O crime de informação privilegiada ocorre quando um agente opera de forma fraudulenta no mercado de capitais usando informações que ele não poderia usar. Ele cria assim uma concorrência desleal, pois se vale de um conhecimento que não está disponível a todos. No momento em que isso ocorre, cai por terra o princípio básico da igualdade, segundo o qual todos os agentes de mercado devem operar possuindo o mesmo nível de informação.
Um dos casos em que esse crime teria sido praticado envolve o grupo 3G Capital, que comprou em 2010 a rede de fast-foods Burger King. Eike tinha informações privilegiadas do negócio e passou a adquirir ações na Bolsa de Nova Iorque, nos Estados Unidos. "Assim que foi anunciada publicamente a compra, ele vende as ações com lucro bastante alto", diz o Sanches. O caso ainda será melhor apurado mas, de acordo com o procurador, é possível que a 3G Capital tenha sido vítima de Eike.
Já o crime de manipulação se dá com uma interferência direta no funcionamento adequado do mercado: operações simuladas ou manobras fraudulentas são realizadas geralmente por alguém com alto poder econômico, gerando um artificialismo e induzindo investidores na direção de determinada operação. No caso investigado, a compra de ações de certas empresas pela TAI dava a impressão de que aquele era um negócio vantajoso, atraindo outros investidores.
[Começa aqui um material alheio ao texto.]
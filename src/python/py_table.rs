//! Table engine bindings for Python.

use numpy::{PyArray1, PyArray2, PyArrayMethods};
use pyo3::exceptions::PyValueError;
use pyo3::prelude::*;

use crate::core::SetError;
use crate::table::{TableEngine, Triplet};

use super::py_cards::{unwrap_cards, PyCard};

/// Map engine errors onto `ValueError`.
pub(crate) fn to_py_err(err: SetError) -> PyErr {
    PyValueError::new_err(err.to_string())
}

pub(crate) fn triplet_tuple(triplet: Triplet) -> (PyCard, PyCard, PyCard) {
    let [a, b, c] = *triplet.cards();
    (PyCard(a), PyCard(b), PyCard(c))
}

/// Python wrapper for TableEngine.
#[pyclass(name = "TableEngine")]
pub struct PyTableEngine {
    inner: TableEngine,
}

#[pymethods]
impl PyTableEngine {
    /// Shuffle a new deck and deal the table.
    ///
    /// Without a seed the shuffle is seeded from the OS.
    #[new]
    #[pyo3(signature = (seed = None))]
    fn new(seed: Option<u64>) -> Self {
        let inner = match seed {
            Some(seed) => TableEngine::new(seed),
            None => TableEngine::from_entropy(),
        };
        Self { inner }
    }

    /// Deal from an explicit draw pile without shuffling.
    #[staticmethod]
    fn with_deck(cards: Vec<PyCard>) -> PyResult<Self> {
        let inner = TableEngine::with_deck(unwrap_cards(cards)).map_err(to_py_err)?;
        Ok(Self { inner })
    }

    /// Cards currently on the table.
    #[getter]
    fn table(&self) -> Vec<PyCard> {
        self.inner.table().iter().copied().map(PyCard).collect()
    }

    /// Cards left in the draw pile.
    #[getter]
    fn deck_len(&self) -> usize {
        self.inner.deck_len()
    }

    /// Refill the table to 12 cards. Returns the number dealt.
    fn fill_table(&mut self) -> usize {
        self.inner.fill_table()
    }

    /// Remove cards from the table. Raises ValueError if any is absent.
    fn remove_from_table(&mut self, cards: Vec<PyCard>) -> PyResult<()> {
        self.inner
            .remove_from_table(&unwrap_cards(cards))
            .map_err(to_py_err)
    }

    /// Check whether exactly three cards form a Set.
    #[staticmethod]
    fn is_set(cards: Vec<PyCard>) -> PyResult<bool> {
        TableEngine::is_set(&unwrap_cards(cards)).map_err(to_py_err)
    }

    /// All Sets on the table, in index order.
    fn find_all_sets(&self) -> Vec<(PyCard, PyCard, PyCard)> {
        self.inner.find_all_sets().map(triplet_tuple).collect()
    }

    /// First Set on the table, or None.
    fn first_set(&self) -> Option<(PyCard, PyCard, PyCard)> {
        self.inner.first_set().map(triplet_tuple)
    }

    /// Table as an (n, 4) uint8 array of attribute indices.
    fn table_array<'py>(&self, py: Python<'py>) -> PyResult<Bound<'py, PyArray2<u8>>> {
        let table = self.inner.table();
        let flat: Vec<u8> = table.iter().flat_map(|card| card.indices()).collect();
        PyArray1::from_vec_bound(py, flat)
            .reshape([table.len(), 4])
            .map_err(|e| PyValueError::new_err(e.to_string()))
    }

    fn __len__(&self) -> usize {
        self.inner.table().len()
    }

    fn __repr__(&self) -> String {
        format!(
            "TableEngine(table={}, deck={})",
            self.inner.table().len(),
            self.inner.deck_len()
        )
    }
}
No entanto, de acordo com o MPF, era o próprio Eike se escondendo atrás da TAI para adquirir os ativos e passar ao mercado uma imagem positiva dessas empresas.
Houve manipulações identificadas na Bolsa de Toronto, no Canadá, envolvendo as mineradoras Ventura Gold e Galway, que foram compradas entre 2011 e 2012 pela AUX Canada, uma empresa do grupo EBX, de Eike Batista. De acordo com Sanches, foram movimentados cerca de US$70 milhões em cada um desses dois casos e as manipulações ocorreram ainda durante as negociações de aquisição. O objetivo seria conseguir comprar as mineradores por um preço mais baixo e também gerar menos resistência dos acionistas em relação ao negócio.
"No caso da Galway, a fraude chega a tal nível que as ações detidas por Eike por meio da TAI gerariam para a TAI o direito de votar se o preço era justo ou não. E a TAI vota que o preço está justo. Ou seja, é o próprio Eike Batista votando de forma mascarada que o preço que ele estava oferecendo era justo", revela o procurador da República.
Outras manipulações foram identificadas na Bolsa de São Paulo, a Bovespa. Operações fraudulentas foram realizadas entre janeiro e abril de 2013, no valor de R$85 milhões, envolvendo ações da MPX Energia, empresa do grupo EBX. Também houve manipulações em torno de ações da MMX Mineração e Metálicos, também da EBX, no valor de R$30 milhões entre março de 2013 e janeiro de 2015.
Na Bolsa da Irlanda, os crimes envolveram mais uma empresa do grupo de Eike, a OGX. Entre novembro de 2012 e abril de 2013, ele negociou não ações, mas bonds, que são dívidas de longo prazo da empresa. "Ele já estava num contexto de crise nesse momento e estava renegociando a dívida com os detentores dos bonds. Enquanto renegociava, ele ia manipulando os valores dos bonds no mercado".